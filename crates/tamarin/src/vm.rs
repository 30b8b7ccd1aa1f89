//! Stack-based virtual machine executing compiled bytecode.
//!
//! A fetch-decode-execute loop over the current frame's instruction stream.
//! All runtime state lives here: the value stack, the frame stack, and the
//! globals. The compiler is pure translation, and operator semantics are
//! delegated to [`crate::operators`] so the VM and the evaluator cannot
//! drift apart.
//!
//! A single `Vm` is meant to be reused across `run` calls: the globals
//! vector persists, which is how top-level bindings survive between REPL
//! inputs.

use std::collections::BTreeMap;
use std::rc::Rc;

use crate::builtins::{BUILTINS, Builtin};
use crate::bytecode::{self, Bytecode, Opcode};
use crate::error::{Error, Result};
use crate::operators;
use crate::value::{Closure, CompiledFunction, HashPair, NULL, Value};

/// Value stack depth. Pushing past this is the `stack overflow` error.
pub const STACK_SIZE: usize = 2048;
/// Number of global binding slots.
pub const GLOBALS_SIZE: usize = 65536;
/// Call depth. Pushing past this is also reported as `stack overflow`.
pub const MAX_FRAMES: usize = 1024;

/// One activation record: the closure being executed, its instruction
/// pointer, and where on the value stack its locals begin.
///
/// `ip` starts at −1 so the dispatch loop's pre-increment lands on byte 0.
/// Parameters occupy the first slots at `base_pointer`; the remaining local
/// slots up to `num_locals` are reserved at call time.
struct Frame {
    closure: Rc<Closure>,
    ip: isize,
    base_pointer: usize,
}

impl Frame {
    fn new(closure: Rc<Closure>, base_pointer: usize) -> Self {
        Frame {
            closure,
            ip: -1,
            base_pointer,
        }
    }

    fn instructions(&self) -> &[u8] {
        &self.closure.func.instructions
    }
}

pub struct Vm {
    constants: Vec<Value>,
    globals: Vec<Value>,
    stack: Vec<Value>,
    /// Points at the next free stack slot. Popping only decrements it, so
    /// `stack[sp]` still holds the most recently popped value; that slot is
    /// how the result of a finished program is recovered.
    sp: usize,
    frames: Vec<Frame>,
}

impl Vm {
    pub fn new() -> Self {
        Vm {
            constants: Vec::new(),
            globals: vec![NULL; GLOBALS_SIZE],
            stack: vec![NULL; STACK_SIZE],
            sp: 0,
            frames: Vec::with_capacity(MAX_FRAMES),
        }
    }

    /// Execute a compiled program and return its value: the last element
    /// popped off the stack. Globals persist into the next `run` call.
    pub fn run(&mut self, bytecode: &Bytecode) -> Result<Value> {
        self.constants = bytecode.constants.clone();
        self.stack.fill(NULL);
        self.sp = 0;
        self.frames.clear();

        let main_fn = Rc::new(CompiledFunction {
            instructions: bytecode.instructions.clone(),
            num_locals: 0,
            num_parameters: 0,
        });
        let main_closure = Rc::new(Closure {
            func: main_fn,
            free: Vec::new(),
        });
        self.frames.push(Frame::new(main_closure, 0));

        self.dispatch_loop()?;
        Ok(self.stack[self.sp].clone())
    }

    // -----------------------------------------------------------------------
    // Dispatch loop
    // -----------------------------------------------------------------------

    fn dispatch_loop(&mut self) -> Result<()> {
        loop {
            let op_byte = {
                let frame = self.current_frame_mut();
                if frame.ip >= frame.instructions().len() as isize - 1 {
                    break;
                }
                frame.ip += 1;
                frame.instructions()[frame.ip as usize]
            };
            let op = Opcode::try_from(op_byte).map_err(|_| Error::UnknownOpcode(op_byte))?;

            match op {
                Opcode::Constant => {
                    let index = self.read_u16_operand();
                    let constant = self.constants[index].clone();
                    self.push(constant)?;
                }
                Opcode::Pop => {
                    self.pop()?;
                }
                Opcode::Add
                | Opcode::Sub
                | Opcode::Mul
                | Opcode::Div
                | Opcode::Equal
                | Opcode::NotEqual
                | Opcode::GreaterThan => {
                    let right = self.pop()?;
                    let left = self.pop()?;
                    let result = operators::apply_infix(infix_text(op), &left, &right)?;
                    self.push(result)?;
                }
                Opcode::True => self.push(Value::Boolean(true))?,
                Opcode::False => self.push(Value::Boolean(false))?,
                Opcode::Null => self.push(NULL)?,
                Opcode::Minus => {
                    let operand = self.pop()?;
                    let result = operators::apply_prefix("-", &operand)?;
                    self.push(result)?;
                }
                Opcode::Bang => {
                    let operand = self.pop()?;
                    let result = operators::apply_prefix("!", &operand)?;
                    self.push(result)?;
                }
                Opcode::Jump => {
                    let target = self.read_u16_operand();
                    self.jump_to(target);
                }
                Opcode::JumpNotTruthy => {
                    let target = self.read_u16_operand();
                    let condition = self.pop()?;
                    if !condition.is_truthy() {
                        self.jump_to(target);
                    }
                }
                Opcode::SetGlobal => {
                    let index = self.read_u16_operand();
                    self.globals[index] = self.pop()?;
                }
                Opcode::GetGlobal => {
                    let index = self.read_u16_operand();
                    let value = self.globals[index].clone();
                    self.push(value)?;
                }
                Opcode::SetLocal => {
                    let index = self.read_u8_operand();
                    let base_pointer = self.current_frame().base_pointer;
                    self.stack[base_pointer + index] = self.pop()?;
                }
                Opcode::GetLocal => {
                    let index = self.read_u8_operand();
                    let base_pointer = self.current_frame().base_pointer;
                    let value = self.stack[base_pointer + index].clone();
                    self.push(value)?;
                }
                Opcode::GetBuiltin => {
                    let index = self.read_u8_operand();
                    self.push(Value::Builtin(BUILTINS[index]))?;
                }
                Opcode::GetFree => {
                    let index = self.read_u8_operand();
                    let value = self.current_frame().closure.free[index].clone();
                    self.push(value)?;
                }
                Opcode::CurrentClosure => {
                    let closure = self.current_frame().closure.clone();
                    self.push(Value::Closure(closure))?;
                }
                Opcode::Array => {
                    let count = self.read_u16_operand();
                    let elements = self.stack[self.sp - count..self.sp].to_vec();
                    self.sp -= count;
                    self.push(Value::Array(Rc::new(elements)))?;
                }
                Opcode::Hash => {
                    let count = self.read_u16_operand();
                    let hash = self.build_hash(count)?;
                    self.sp -= count;
                    self.push(hash)?;
                }
                Opcode::Index => {
                    let index = self.pop()?;
                    let left = self.pop()?;
                    let result = operators::apply_index(&left, &index)?;
                    self.push(result)?;
                }
                Opcode::Closure => {
                    let const_index = self.read_u16_operand();
                    let num_free = self.read_u8_operand();
                    self.push_closure(const_index, num_free)?;
                }
                Opcode::Call => {
                    let num_args = self.read_u8_operand();
                    self.call(num_args)?;
                }
                Opcode::ReturnValue => {
                    let return_value = self.pop()?;
                    let frame = self.frames.pop().expect("frame stack is never empty");
                    if self.frames.is_empty() {
                        // Top-level return: the program is done and the value
                        // already sits in the last-popped slot.
                        return Ok(());
                    }
                    self.sp = frame.base_pointer - 1;
                    self.push(return_value)?;
                }
                Opcode::Return => {
                    let frame = self.frames.pop().expect("frame stack is never empty");
                    if self.frames.is_empty() {
                        self.stack[self.sp] = NULL;
                        return Ok(());
                    }
                    self.sp = frame.base_pointer - 1;
                    self.push(NULL)?;
                }
            }
        }
        Ok(())
    }

    // -----------------------------------------------------------------------
    // Opcode helpers
    // -----------------------------------------------------------------------

    fn build_hash(&mut self, count: usize) -> Result<Value> {
        let mut pairs = BTreeMap::new();
        let start = self.sp - count;
        let mut i = start;
        while i < self.sp {
            let key = self.stack[i].clone();
            let value = self.stack[i + 1].clone();
            let hash_key = key
                .hash_key()
                .ok_or(Error::UnhashableKey(key.type_name()))?;
            pairs.insert(hash_key, HashPair { key, value });
            i += 2;
        }
        Ok(Value::Hash(Rc::new(pairs)))
    }

    fn push_closure(&mut self, const_index: usize, num_free: usize) -> Result<()> {
        let func = match &self.constants[const_index] {
            Value::CompiledFunction(func) => func.clone(),
            other => return Err(Error::NotAFunction(other.type_name())),
        };
        let free = self.stack[self.sp - num_free..self.sp].to_vec();
        self.sp -= num_free;
        self.push(Value::Closure(Rc::new(Closure { func, free })))
    }

    fn call(&mut self, num_args: usize) -> Result<()> {
        let callee = self.stack[self.sp - 1 - num_args].clone();
        match callee {
            Value::Closure(closure) => self.call_closure(closure, num_args),
            Value::Builtin(builtin) => self.call_builtin(builtin, num_args),
            _ => Err(Error::NotCallable),
        }
    }

    fn call_closure(&mut self, closure: Rc<Closure>, num_args: usize) -> Result<()> {
        if num_args != closure.func.num_parameters {
            return Err(Error::WrongArgumentCount {
                want: closure.func.num_parameters,
                got: num_args,
            });
        }

        let base_pointer = self.sp - num_args;
        let new_sp = base_pointer + closure.func.num_locals;
        if new_sp > STACK_SIZE {
            return Err(Error::StackOverflow);
        }
        if self.frames.len() >= MAX_FRAMES {
            return Err(Error::StackOverflow);
        }

        self.frames.push(Frame::new(closure, base_pointer));
        self.sp = new_sp;
        Ok(())
    }

    fn call_builtin(&mut self, builtin: Builtin, num_args: usize) -> Result<()> {
        let result = (builtin.func)(&self.stack[self.sp - num_args..self.sp])?;
        // Drop the arguments and the callee, then push the result.
        self.sp -= num_args + 1;
        self.push(result)
    }

    // -----------------------------------------------------------------------
    // Stack and frame primitives
    // -----------------------------------------------------------------------

    fn push(&mut self, value: Value) -> Result<()> {
        if self.sp >= STACK_SIZE {
            return Err(Error::StackOverflow);
        }
        self.stack[self.sp] = value;
        self.sp += 1;
        Ok(())
    }

    fn pop(&mut self) -> Result<Value> {
        if self.sp == 0 {
            return Err(Error::StackUnderflow);
        }
        self.sp -= 1;
        Ok(self.stack[self.sp].clone())
    }

    fn current_frame(&self) -> &Frame {
        self.frames.last().expect("frame stack is never empty")
    }

    fn current_frame_mut(&mut self) -> &mut Frame {
        self.frames.last_mut().expect("frame stack is never empty")
    }

    /// Read a two-byte operand following the current opcode and step over it.
    fn read_u16_operand(&mut self) -> usize {
        let frame = self.current_frame_mut();
        let ip = frame.ip as usize;
        let operand = bytecode::read_u16(frame.instructions(), ip + 1);
        frame.ip += 2;
        operand
    }

    fn read_u8_operand(&mut self) -> usize {
        let frame = self.current_frame_mut();
        let ip = frame.ip as usize;
        let operand = bytecode::read_u8(frame.instructions(), ip + 1);
        frame.ip += 1;
        operand
    }

    /// Aim the instruction pointer so the next pre-increment lands on
    /// `target`.
    fn jump_to(&mut self, target: usize) {
        self.current_frame_mut().ip = target as isize - 1;
    }
}

impl Default for Vm {
    fn default() -> Self {
        Self::new()
    }
}

fn infix_text(op: Opcode) -> &'static str {
    match op {
        Opcode::Add => "+",
        Opcode::Sub => "-",
        Opcode::Mul => "*",
        Opcode::Div => "/",
        Opcode::Equal => "==",
        Opcode::NotEqual => "!=",
        Opcode::GreaterThan => ">",
        other => unreachable!("no infix operator for {other:?}"),
    }
}
//! Embedder facade: one object that threads persistent state through the
//! parse → compile → execute pipeline.
//!
//! A REPL (or any host) keeps a single [`Session`] alive: the compiler's
//! global symbol table and constants pool and the VM's globals vector all
//! survive between [`Session::run`] calls, so bindings from one input are
//! visible to the next.

use crate::compiler::Compiler;
use crate::error::Result;
use crate::parser::Parser;
use crate::value::Value;
use crate::vm::Vm;

pub struct Session {
    compiler: Compiler,
    vm: Vm,
}

impl Session {
    pub fn new() -> Self {
        Session {
            compiler: Compiler::new(),
            vm: Vm::new(),
        }
    }

    /// Parse, compile, and execute one input, returning the program's value.
    pub fn run(&mut self, source: &str) -> Result<Value> {
        let program = Parser::parse(source)?;
        let bytecode = self.compiler.compile(&program)?;
        self.vm.run(&bytecode)
    }
}

impl Default for Session {
    fn default() -> Self {
        Self::new()
    }
}
//! The `tamarin` binary: a REPL, or a script runner when given a file.

use std::env;
use std::fs;
use std::io::{self, BufRead, Write};
use std::process;

use tamarin::{Session, Value};

const PROMPT: &str = ">> ";

fn main() {
    let args: Vec<String> = env::args().collect();
    match args.len() {
        1 => repl(),
        2 => run_file(&args[1]),
        _ => {
            eprintln!("usage: {} [script]", args[0]);
            process::exit(64);
        }
    }
}

fn run_file(path: &str) {
    let source = match fs::read_to_string(path) {
        Ok(source) => source,
        Err(err) => {
            eprintln!("tamarin: cannot read {path}: {err}");
            process::exit(66);
        }
    };

    let mut session = Session::new();
    match session.run(&source) {
        Ok(value) => {
            if !matches!(value, Value::Null) {
                println!("{value}");
            }
        }
        Err(err) => {
            eprintln!("{err}");
            process::exit(70);
        }
    }
}

fn repl() {
    let mut session = Session::new();
    let stdin = io::stdin();
    print_prompt();
    for line in stdin.lock().lines() {
        let Ok(line) = line else { break };
        if !line.trim().is_empty() {
            match session.run(&line) {
                Ok(value) => println!("{value}"),
                Err(err) => println!("{err}"),
            }
        }
        print_prompt();
    }
}

fn print_prompt() {
    print!("{PROMPT}");
    let _ = io::stdout().flush();
}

THE TASK
Repeat exactly the lines above from the one with "Value stack depth." up to and including the one with "decrements it, so". No other line belongs in the reply.

RESPONSE TO THIS EXERCISE
/// Value stack depth. Pushing past this is the `stack overflow` error.
pub const STACK_SIZE: usize = 2048;
/// Number of global binding slots.
pub const GLOBALS_SIZE: usize = 65536;
/// Call depth. Pushing past this is also reported as `stack overflow`.
pub const MAX_FRAMES: usize = 1024;

/// One activation record: the closure being executed, its instruction
/// pointer, and where on the value stack its locals begin.
///
/// `ip` starts at −1 so the dispatch loop's pre-increment lands on byte 0.
/// Parameters occupy the first slots at `base_pointer`; the remaining local
/// slots up to `num_locals` are reserved at call time.
struct Frame {
    closure: Rc<Closure>,
    ip: isize,
    base_pointer: usize,
}

impl Frame {
    fn new(closure: Rc<Closure>, base_pointer: usize) -> Self {
        Frame {
            closure,
            ip: -1,
            base_pointer,
        }
    }

    fn instructions(&self) -> &[u8] {
        &self.closure.func.instructions
    }
}

pub struct Vm {
    constants: Vec<Value>,
    globals: Vec<Value>,
    stack: Vec<Value>,
    /// Points at the next free stack slot. Popping only decrements it, so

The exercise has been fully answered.